野手がブルペンで打席に立つのは、実戦に向けた目慣らしの意味合いが強い。ただ、福留の「ブルペン入り」は投げた投手にも効果があった。それから数時間後。ドーム内でトレーニングをする福留のもとに藤浪が歩み寄った。両手を大きく広げる動作をしながら約10分間の講義がスタート。打者目線で気づいた点を助言した。

“外様”初の虎のキャプテンを2年務め、今季からキャプテンマークを15歳下の糸原に譲った。ユニホームから「C」マークは外れても、若手の成長を裏から支える姿勢は変わらない。
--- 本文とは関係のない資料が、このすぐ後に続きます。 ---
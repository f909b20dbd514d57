//! Summary statistics derived from a forest.
//!
//! Counting is deliberately shallow: a top-level task counts once and each of
//! its direct subtasks counts once. Deeper descendants are not counted, so
//! trees more than two levels deep are under-counted. Changing this would
//! change every reported percentage.

use std::sync::Arc;

use serde::Serialize;

use crate::fields::*;
use crate::task::Task;

/// Completed top-level tasks plus completed direct subtasks.
pub fn count_completed(forest: &[Arc<Task>]) -> usize {
    forest
        .iter()
        .map(|t| usize::from(t.completed) + t.subtasks.iter().filter(|s| s.completed).count())
        .sum()
}

/// Top-level tasks plus their direct subtasks.
pub fn count_total(forest: &[Arc<Task>]) -> usize {
    forest.iter().map(|t| 1 + t.subtasks.len()).sum()
}

/// Percentage of counted tasks that are completed; 0 for an empty forest.
pub fn progress_percent(forest: &[Arc<Task>]) -> f64 {
    let total = count_total(forest);
    if total == 0 {
        return 0.0;
    }
    count_completed(forest) as f64 / total as f64 * 100.0
}

/// Number of top-level tasks sharing one value of a dimension.
#[derive(Debug, Clone, PartialEq, Eq, Serialize)]
pub struct Tally {
    pub name: String,
    pub count: usize,
}

impl Dimension {
    /// Read this dimension's value from a task.
    pub fn read(self, task: &Task) -> &str {
        match self {
            Dimension::Category => &task.category,
            Dimension::Assignee => &task.assignee,
            Dimension::Status => format_status(task.status),
        }
    }
}

/// Count top-level tasks by the value of `dimension`, in order of first appearance.
pub fn tally_by(forest: &[Arc<Task>], dimension: Dimension) -> Vec<Tally> {
    let mut tallies: Vec<Tally> = Vec::new();
    for task in forest {
        let value = dimension.read(task);
        match tallies.iter_mut().find(|t| t.name == value) {
            Some(tally) => tally.count += 1,
            None => tallies.push(Tally {
                name: value.to_string(),
                count: 1,
            }),
        }
    }
    tallies
}

/// Everything the dashboard shows about a forest.
#[derive(Debug, Clone, PartialEq, Serialize)]
pub struct Summary {
    pub completed: usize,
    pub total: usize,
    pub progress_percent: f64,
    pub by_category: Vec<Tally>,
    pub by_assignee: Vec<Tally>,
    pub by_status: Vec<Tally>,
}

impl Summary {
    pub fn of(forest: &[Arc<Task>]) -> Self {
        Summary {
            completed: count_completed(forest),
            total: count_total(forest),
            progress_percent: progress_percent(forest),
            by_category: tally_by(forest, Dimension::Category),
            by_assignee: tally_by(forest, Dimension::Assignee),
            by_status: tally_by(forest, Dimension::Status),
        }
    }
}

#[cfg(test)]
mod tests {
    use super::*;
    use crate::tree::fixtures::*;
    use crate::tree::{find_and_replace, remove};

    fn complete(forest: &[Arc<Task>], id: u64) -> Vec<Arc<Task>> {
        find_and_replace(forest, id, |t| {
            let mut t = t.clone();
            t.completed = true;
            t
        })
    }

    #[test]
    fn test_progress_of_empty_forest_is_zero() {
        assert_eq!(progress_percent(&[]), 0.0);
        assert_eq!(count_total(&[]), 0);
    }

    #[test]
    fn test_progress_half_done() {
        let forest = vec![node(1, "a", vec![]), node(2, "b", vec![])];
        let forest = complete(&forest, 1);
        assert_eq!(count_completed(&forest), 1);
        assert_eq!(progress_percent(&forest), 50.0);
    }

    #[test]
    fn test_counting_stops_at_direct_subtasks() {
        // 1 -> 2 -> 3 -> 4, plus 1 -> 5, plus 6.
        let forest = sample();
        assert_eq!(count_total(&forest), 4);

        let forest = complete(&forest, 4);
        assert_eq!(count_completed(&forest), 0);
        let forest = complete(&forest, 5);
        assert_eq!(count_completed(&forest), 1);
        assert_eq!(progress_percent(&forest), 25.0);
    }

    #[test]
    fn test_delete_top_level_drops_it_and_its_direct_subtasks() {
        let forest = sample();
        let before = count_total(&forest);
        let direct = forest[0].subtasks.len();
        let out = remove(&forest, 1).unwrap();
        assert_eq!(count_total(&out), before - (1 + direct));
    }

    #[test]
    fn test_tallies_count_top_level_in_first_appearance_order() {
        let mut a = leaf(1, "a");
        a.category = "Work".into();
        a.assignee = "Sam".into();
        let mut b = leaf(2, "b");
        b.category = "Home".into();
        b.status = Status::Blocked;
        let mut c = leaf(3, "c");
        c.category = "Work".into();
        let mut nested = leaf(4, "nested");
        nested.category = "Garden".into();
        c.subtasks.push(Arc::new(nested));
        let forest: Vec<Arc<Task>> = vec![Arc::new(a), Arc::new(b), Arc::new(c)];

        let by_category = tally_by(&forest, Dimension::Category);
        assert_eq!(
            by_category,
            vec![
                Tally { name: "Work".into(), count: 2 },
                Tally { name: "Home".into(), count: 1 },
            ]
        );

        let by_assignee = tally_by(&forest, Dimension::Assignee);
        assert_eq!(by_assignee[0], Tally { name: "Sam".into(), count: 1 });
        assert_eq!(by_assignee[1], Tally { name: "Unassigned".into(), count: 2 });

        let by_status = tally_by(&forest, Dimension::Status);
        assert_eq!(by_status[0].name, "Dev Pending");
        assert_eq!(by_status[0].count, 2);
        assert_eq!(by_status[1].name, "Blocked");
    }

    #[test]
    fn test_summary_serializes() {
        let summary = Summary::of(&sample());
        let json = serde_json::to_value(&summary).unwrap();
        assert_eq!(json["total"], 4);
        assert_eq!(json["by_status"][0]["count"], 2);
    }
}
キャンプ2日目には特打をする若手野手のため、打撃投手を買って出た。目を丸くする糸原、北條、植田らを相手に変化球を交えて97球を投じた。

雨の宜野座には福留を応援するかのようにかつてのチームメートが訪れた。この日は取材で訪れた元中日の山本昌、山崎武司、川上憲伸の3氏と野球談議に花を咲かせた。「全体のことを心配していた。自分のことよりも若い選手のことを考えていた」。そう明かしたのは福留が兄貴のように慕う山崎氏だ。

福留は無言で帰りの車に乗り込んだが、行動を見ればその思いは明らかだ。矢野監督は「孝介も素直に感じたことを教えてくれると思うから。そういう役割を買って、やってくれるのはありがたい」と感謝を口にした。鋭く目を光らせ、ゲキも飛ばす。そして、若手には惜しみなく自身の「財産」を伝える。もちろん目指す先に最下位からのリーグ優勝がある。日米通算21度目となるキャンプも、存在感は抜群だ。【桝井聡】

 

セ・リーグ野手最年長41歳の福留には先輩達からは「オレを超えろ」の声が飛んだ。45歳のシーズンに現役を引退した山崎氏は「年齢を感じさせない雰囲気を持っている。最低でもオレを超せと言っている」とゲキ。史上初の50歳登板をしている山本昌氏も「50歳までやれって言った。元気そう。体も絞れているし、ケガさえなければ出来る」と太鼓判を押した。